— WHAT YOU NEED TO DO —
Look through the data that follows and say how many of its lines contain "stored", giving the number only.

== Segment start ==

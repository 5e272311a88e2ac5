//! Collaborator interfaces the engine reads from and writes through.
//!
//! The engine itself never performs I/O; a `Planner` drives these traits around
//! a pure `generate` call. `InMemoryStore` implements all of them.

use chrono::NaiveDate;
use rustc_hash::FxHashMap;
use thiserror::Error;

use crate::calendar::shift_days;
use crate::ledger::CompOffLedger;
use crate::models::{Analyst, Assignment, CompOffTransaction, Constraint, SchedulingContext};
use crate::rotation::{PatternContinuity, RotationState};

/// Days of schedule loaded on either side of the requested range, so streaks
/// and screener history can see across the boundary.
pub const CONTEXT_MARGIN_DAYS: i64 = 14;

#[derive(Error, Debug, PartialEq)]
pub enum StoreError {
    #[error("Not found: {0}")]
    NotFound(String),
    #[error("Rotation state version conflict: expected {expected}, found {found}")]
    VersionConflict { expected: u64, found: u64 },
    #[error("{analyst_id} already has an assignment on {date}")]
    Duplicate { analyst_id: String, date: NaiveDate },
    #[error("Store backend error: {0}")]
    Backend(String),
}

pub trait ContextLoader {
    fn load_context(
        &self,
        start: NaiveDate,
        end: NaiveDate,
        shift_group: &str,
    ) -> Result<SchedulingContext, StoreError>;
}

pub trait ContinuityStore {
    fn get_continuity(
        &self,
        algorithm_id: &str,
        analyst_id: &str,
    ) -> Result<Option<PatternContinuity>, StoreError>;

    /// Every record written under `algorithm_id`.
    fn continuity_for(&self, algorithm_id: &str) -> Result<Vec<PatternContinuity>, StoreError>;

    fn put_continuity(&mut self, record: &PatternContinuity) -> Result<(), StoreError>;
}

pub trait RotationStateStore {
    fn get_rotation_state(
        &self,
        algorithm_id: &str,
        shift_group: &str,
    ) -> Result<Option<RotationState>, StoreError>;

    /// Store `state` only if the persisted version still equals `expected_version`
    /// (0 when nothing is stored yet).
    fn put_rotation_state(
        &mut self,
        state: &RotationState,
        expected_version: u64,
    ) -> Result<(), StoreError>;
}

pub trait LedgerStore {
    fn load_ledger(&self) -> Result<CompOffLedger, StoreError>;

    fn save_ledger(&mut self, ledger: &CompOffLedger) -> Result<(), StoreError>;
}

pub trait AssignmentSink {
    fn create(&mut self, assignment: &Assignment) -> Result<(), StoreError>;

    fn update(&mut self, assignment: &Assignment) -> Result<(), StoreError>;
}

/// Everything a planner needs, held in memory.
#[derive(Clone, Debug, Default)]
pub struct InMemoryStore {
    pub analysts: Vec<Analyst>,
    pub assignments: Vec<Assignment>,
    pub constraints: Vec<Constraint>,
    pub holidays: Vec<NaiveDate>,
    continuity: FxHashMap<(String, String), PatternContinuity>,
    rotation_states: FxHashMap<(String, String), RotationState>,
    transactions: Vec<CompOffTransaction>,
}

impl InMemoryStore {
    pub fn new(analysts: Vec<Analyst>) -> Self {
        Self {
            analysts,
            ..Self::default()
        }
    }

    fn position(&self, analyst_id: &str, date: NaiveDate) -> Option<usize> {
        self.assignments
            .iter()
            .position(|a| a.analyst_id == analyst_id && a.date == date)
    }
}

impl ContextLoader for InMemoryStore {
    fn load_context(
        &self,
        start: NaiveDate,
        end: NaiveDate,
        shift_group: &str,
    ) -> Result<SchedulingContext, StoreError> {
        let from = shift_days(start, -CONTEXT_MARGIN_DAYS);
        let to = shift_days(end, CONTEXT_MARGIN_DAYS);
        Ok(SchedulingContext {
            start_date: start,
            end_date: end,
            shift_group: shift_group.to_string(),
            analysts: self.analysts.clone(),
            existing_assignments: self
                .assignments
                .iter()
                .filter(|a| a.date >= from && a.date <= to)
                .cloned()
                .collect(),
            constraints: self
                .constraints
                .iter()
                .filter(|c| c.start_date <= to && c.end_date >= from)
                .cloned()
                .collect(),
            holidays: self
                .holidays
                .iter()
                .copied()
                .filter(|h| *h >= start && *h <= end)
                .collect(),
        })
    }
}

impl ContinuityStore for InMemoryStore {
    fn get_continuity(
        &self,
        algorithm_id: &str,
        analyst_id: &str,
    ) -> Result<Option<PatternContinuity>, StoreError> {
        Ok(self
            .continuity
            .get(&(algorithm_id.to_string(), analyst_id.to_string()))
            .cloned())
    }

    fn continuity_for(&self, algorithm_id: &str) -> Result<Vec<PatternContinuity>, StoreError> {
        let mut records: Vec<PatternContinuity> = self
            .continuity
            .values()
            .filter(|c| c.algorithm_id == algorithm_id)
            .cloned()
            .collect();
        records.sort_by(|a, b| a.analyst_id.cmp(&b.analyst_id));
        Ok(records)
    }

    fn put_continuity(&mut self, record: &PatternContinuity) -> Result<(), StoreError> {
        self.continuity.insert(
            (record.algorithm_id.clone(), record.analyst_id.clone()),
            record.clone(),
        );
        Ok(())
    }
}

impl RotationStateStore for InMemoryStore {
    fn get_rotation_state(
        &self,
        algorithm_id: &str,
        shift_group: &str,
    ) -> Result<Option<RotationState>, StoreError> {
        Ok(self
            .rotation_states
            .get(&(algorithm_id.to_string(), shift_group.to_string()))
            .cloned())
    }

    fn put_rotation_state(
        &mut self,
        state: &RotationState,
        expected_version: u64,
    ) -> Result<(), StoreError> {
        let key = (state.algorithm_id.clone(), state.shift_group.clone());
        let found = self.rotation_states.get(&key).map_or(0, |s| s.version);
        if found != expected_version {
            return Err(StoreError::VersionConflict {
                expected: expected_version,
                found,
            });
        }
        self.rotation_states.insert(key, state.clone());
        Ok(())
    }
}

impl LedgerStore for InMemoryStore {
    fn load_ledger(&self) -> Result<CompOffLedger, StoreError> {
        CompOffLedger::from_transactions(self.transactions.clone())
            .map_err(|e| StoreError::Backend(e.to_string()))
    }

    fn save_ledger(&mut self, ledger: &CompOffLedger) -> Result<(), StoreError> {
        self.transactions = ledger.transactions().to_vec();
        Ok(())
    }
}

impl AssignmentSink for InMemoryStore {
    fn create(&mut self, assignment: &Assignment) -> Result<(), StoreError> {
        if self.position(&assignment.analyst_id, assignment.date).is_some() {
            return Err(StoreError::Duplicate {
                analyst_id: assignment.analyst_id.clone(),
                date: assignment.date,
            });
        }
        self.assignments.push(assignment.clone());
        Ok(())
    }

    fn update(&mut self, assignment: &Assignment) -> Result<(), StoreError> {
        let idx = self
            .position(&assignment.analyst_id, assignment.date)
            .ok_or_else(|| {
                StoreError::NotFound(format!(
                    "assignment for {} on {}",
                    assignment.analyst_id, assignment.date
                ))
            })?;
        self.assignments[idx] = assignment.clone();
        Ok(())
    }
}

#[cfg(test)]
mod tests {
    use super::*;

    fn d(year: i32, month: u32, day: u32) -> NaiveDate {
        NaiveDate::from_ymd_opt(year, month, day).unwrap()
    }

    #[test]
    fn test_rotation_state_version_check() {
        let mut store = InMemoryStore::default();
        let mut state = RotationState::empty("weekend_rotation", "AMR-AM");
        state.version = 1;
        store.put_rotation_state(&state, 0).unwrap();

        // A second writer that also read version 0 loses
        let err = store.put_rotation_state(&state, 0).unwrap_err();
        assert_eq!(
            err,
            StoreError::VersionConflict {
                expected: 0,
                found: 1
            }
        );

        state.version = 2;
        store.put_rotation_state(&state, 1).unwrap();
        let stored = store
            .get_rotation_state("weekend_rotation", "AMR-AM")
            .unwrap()
            .unwrap();
        assert_eq!(stored.version, 2);
    }

    #[test]
    fn test_sink_create_and_update() {
        let mut store = InMemoryStore::default();
        let shift = Assignment::rotation("a1", d(2026, 1, 5), "AM");
        store.create(&shift).unwrap();
        assert!(matches!(
            store.create(&shift),
            Err(StoreError::Duplicate { .. })
        ));

        let mut changed = shift.clone();
        changed.shift_type = "PM".to_string();
        store.update(&changed).unwrap();
        assert_eq!(store.assignments[0].shift_type, "PM");

        let missing = Assignment::rotation("a2", d(2026, 1, 5), "AM");
        assert!(matches!(
            store.update(&missing),
            Err(StoreError::NotFound(_))
        ));
    }

    #[test]
    fn test_load_context_window() {
        let mut store = InMemoryStore::default();
        store.assignments = vec![
            Assignment::rotation("a1", d(2025, 12, 1), "AM"),
            Assignment::rotation("a1", d(2025, 12, 30), "AM"),
            Assignment::rotation("a1", d(2026, 1, 10), "AM"),
        ];
        store.holidays = vec![d(2026, 1, 1), d(2026, 1, 19)];
        let ctx = store
            .load_context(d(2026, 1, 4), d(2026, 1, 17), "AMR-AM")
            .unwrap();
        assert_eq!(ctx.existing_assignments.len(), 2);
        assert!(ctx.holidays.is_empty());
        assert_eq!(ctx.shift_group, "AMR-AM");
    }
}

== Segment end ==

— WRITTEN RESPONSE —
3